### Work to complete
Return, exactly as written, every line from the first line of the data below through the line that contains "load the parameter".
╭─ Available records
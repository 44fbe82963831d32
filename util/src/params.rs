//! Generic parameters functions

// ---------------------------------------------------------------------------
// IMPORTS
// ---------------------------------------------------------------------------

use serde::de::DeserializeOwned;
use std::fs::read_to_string;
use thiserror::Error;
use toml;

// ---------------------------------------------------------------------------
// ENUMERATIONS
// ---------------------------------------------------------------------------

/// An error that occurs during loading of a parameter file.
#[derive(Debug, Error)]
pub enum LoadError {
    #[error("The software root environment variable (VEH_SW_ROOT) is not set")]
    SwRootNotSet,

    #[error("Cannot load the parameter file: {0}")]
    FileLoadError(std::io::Error),

    #[error("Cannot read the parameter file: {0}")]
    DeserialiseError(toml::de::Error),
}

// ---------------------------------------------------------------------------
// PUBLIC FUNCTIONS
// ---------------------------------------------------------------------------

/// Load a parameter file
///
/// The file path is relative to the software's "params" directory
pub fn load<P>(param_file_path: &str) -> Result<P, LoadError>
where
    P: DeserializeOwned,
{
    // Get the params dir
    let mut path = crate::host::get_sw_root().map_err(|_| LoadError::SwRootNotSet)?;
    path.push("params");
    path.push(param_file_path);

    // Load the file into a string
    let params_str = match read_to_string(path) {
        Ok(s) => s,
        Err(e) => return Err(LoadError::FileLoadError(e)),
    };

    // Parse the string into the parameter struct
    match toml::from_str(params_str.as_str()) {
        Ok(p) => Ok(p),
        Err(e) => Err(LoadError::DeserialiseError(e)),
    }
}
╰─
### Response to this exercise
repository 44fbe82963831d32
filename util/src/params.rs
//! Generic parameters functions

// ---------------------------------------------------------------------------
// IMPORTS
// ---------------------------------------------------------------------------

use serde::de::DeserializeOwned;
use std::fs::read_to_string;
use thiserror::Error;
use toml;

// ---------------------------------------------------------------------------
// ENUMERATIONS
// ---------------------------------------------------------------------------

/// An error that occurs during loading of a parameter file.
#[derive(Debug, Error)]
pub enum LoadError {
    #[error("The software root environment variable (VEH_SW_ROOT) is not set")]
    SwRootNotSet,

    #[error("Cannot load the parameter file: {0}")]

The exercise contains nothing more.